Exercise brief: If a line below contains "path", count it. Report the final total and nothing more.

═══

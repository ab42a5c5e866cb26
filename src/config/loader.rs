//! Build the resolved model from mapper metadata or from a JSON metadata file.

use crate::case::{singularize, to_camel_case, to_pascal_case};
use crate::config::resolved::{Entity, Field, Relation, ResolvedModel};
use crate::config::types::EntityMetadata;
use crate::config::{validate, ApiConfig};
use crate::error::{AppError, ConfigError};
use crate::mapper::Mapper;
use std::collections::HashMap;
use std::path::Path;

/// Build resolved model from entity metadata. Ignored entities are dropped first; relations
/// pointing at them are dropped too and their fields stay plain fields.
pub fn resolve(metadata: &[EntityMetadata], config: &ApiConfig) -> Result<ResolvedModel, ConfigError> {
    let kept: Vec<EntityMetadata> = metadata
        .iter()
        .filter(|e| !config.is_ignored(&e.name))
        .cloned()
        .map(|mut e| {
            e.relations.retain(|r| !config.is_ignored(&r.entity));
            e
        })
        .collect();
    validate(&kept)?;

    let pk_by_entity: HashMap<&str, &str> = kept
        .iter()
        .map(|e| (e.name.as_str(), e.primary_key.as_str()))
        .collect();

    let mut entities = Vec::with_capacity(kept.len());
    let mut type_names: HashMap<String, &str> = HashMap::new();
    for e in &kept {
        let relations: HashMap<&str, Relation> = e
            .relations
            .iter()
            .map(|r| {
                let field = r
                    .referenced_field
                    .clone()
                    .unwrap_or_else(|| pk_by_entity[r.entity.as_str()].to_string());
                (
                    r.field.as_str(),
                    Relation {
                        entity: r.entity.clone(),
                        field,
                    },
                )
            })
            .collect();

        let mut pk_index = 0;
        let fields: Vec<Field> = e
            .fields
            .iter()
            .enumerate()
            .map(|(i, f)| {
                let primary_key = f.name == e.primary_key;
                if primary_key {
                    pk_index = i;
                }
                Field {
                    name: f.name.clone(),
                    api_name: to_camel_case(&f.name),
                    field_type: f.type_,
                    nullable: f.nullable && !primary_key,
                    has_default: f.has_default,
                    primary_key,
                    relation: relations.get(f.name.as_str()).cloned(),
                }
            })
            .collect();

        let singular = e.singular.clone().unwrap_or_else(|| singularize(&e.name));
        let type_name = to_pascal_case(&singular);
        if let Some(first) = type_names.insert(type_name.clone(), e.name.as_str()) {
            return Err(ConfigError::DuplicateTypeName {
                type_name,
                first: first.to_string(),
                second: e.name.clone(),
            });
        }
        entities.push(Entity::new(e.name.clone(), singular, type_name, fields, pk_index));
    }

    Ok(ResolvedModel::new(entities))
}

/// Ask the mapper for its metadata and resolve it.
pub async fn load_from_mapper(mapper: &dyn Mapper, config: &ApiConfig) -> Result<ResolvedModel, AppError> {
    let metadata = mapper.entities().await?;
    tracing::debug!(entities = metadata.len(), "loaded entity metadata from mapper");
    Ok(resolve(&metadata, config)?)
}

/// Load entity metadata from a JSON file holding an array of entities.
pub async fn load_metadata_file(path: impl AsRef<Path>) -> Result<Vec<EntityMetadata>, ConfigError> {
    let path = path.as_ref();
    let text = tokio::fs::read_to_string(path)
        .await
        .map_err(|e| ConfigError::Load(format!("{}: {}", path.display(), e)))?;
    serde_json::from_str(&text).map_err(|e| ConfigError::Load(format!("{}: {}", path.display(), e)))
}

═══

Exercise response: 6